12.5% High-Interest Debt Repayment and Development of Gene Therapy by 2028: OCGN's Lifeline Before 2034 Convertible Bonds

Ocugen, Inc. (NASDAQ: OCGN) announced on May 4 its intention to privately place $115 million (approximately KRW 155 billion) of unsecured senior convertible notes due 2034 with institutional investors, including an overallotment option that could raise the total to up to $130 million (approximately KRW 180 billion). The notes carry a 6.75% annual coupon.
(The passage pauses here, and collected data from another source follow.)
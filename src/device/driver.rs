//! Device controller driver interface

use crate::descriptor::EndpointDescriptor;
use crate::error::{Error, Result};
use crate::transfer::Transfer;
use alloc::sync::Arc;
use usb_device::{endpoint::EndpointAddress, UsbDirection};

/// A device (peripheral) controller
///
/// The stack calls these methods to drive the hardware. The driver reports
/// events back through [`Device`](super::Device): bus resets, SETUP packets,
/// suspend and resume. It completes transfers with
/// [`Transfer::complete()`].
///
/// `xfer_request` must not complete the transfer before returning; the
/// completion belongs to the interrupt handler, or to whatever context the
/// hardware signals from.
pub trait DeviceDriver: Send + Sync {
    /// Put the controller into a known state
    fn reset(&self) -> Result<()> {
        Ok(())
    }

    /// Start the controller
    fn run(&self) -> Result<()>;

    /// Stop the controller
    fn stop(&self) -> Result<()>;

    /// Start moving data for `transfer`
    ///
    /// Endpoint zero transfers in both directions go through here too.
    fn xfer_request(&self, transfer: &Arc<Transfer>) -> Result<()>;

    /// Abandon `transfer`
    ///
    /// The stack completes the transfer with [`Error::Cancel`] after this
    /// returns, unless the hardware already completed it.
    fn xfer_cancel(&self, transfer: &Arc<Transfer>) -> Result<()>;

    fn ep_enable(&self, desc: &EndpointDescriptor) -> Result<()>;

    fn ep_disable(&self, address: EndpointAddress) -> Result<()>;

    /// Set or clear the endpoint halt (stall) condition
    fn ep_halt(&self, address: EndpointAddress, halt: bool) -> Result<()>;

    /// Reset the endpoint's data toggle
    fn ep_reset(&self, address: EndpointAddress) -> Result<()> {
        let _ = address;
        Ok(())
    }

    /// Stall both directions of endpoint zero
    ///
    /// The hardware clears the condition on the next SETUP packet.
    fn ep0_stall(&self) -> Result<()> {
        self.ep_halt(EndpointAddress::from_parts(0, UsbDirection::In), true)?;
        self.ep_halt(EndpointAddress::from_parts(0, UsbDirection::Out), true)
    }

    fn addr_set(&self, address: u8) -> Result<()>;

    /// The host selected configuration `value`; zero means none
    fn config_set(&self, value: u8) -> Result<()> {
        let _ = value;
        Ok(())
    }

    /// Signal remote wakeup
    fn wakeup(&self) -> Result<()> {
        Err(Error::NotSup)
    }

    /// Connect or disconnect the D+ pull-up
    fn pullup(&self, on: bool) -> Result<()> {
        let _ = on;
        Ok(())
    }

    /// The hardware applies a new address before the status stage of
    /// SET_ADDRESS
    ///
    /// When `false`, the stack calls [`addr_set()`](DeviceDriver::addr_set)
    /// after the status stage.
    fn set_address_before_status(&self) -> bool {
        false
    }
}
Ocugen plans to allocate $32.7 million (approximately KRW 44 billion) of the proceeds to fully repay its Avenue Capital–affiliate loan, which bears a 12.5% interest rate, and to use the remainder for general corporate purposes, thereby extending its cash runway through 2028. On May 7, the company finalized the offering structure by entering into a convertible note indenture with U.S. Bank Trust Company—covering conversion terms, early redemption, conversion-price adjustments, “fundamental change” events and merger protections—up to a $130 million principal amount.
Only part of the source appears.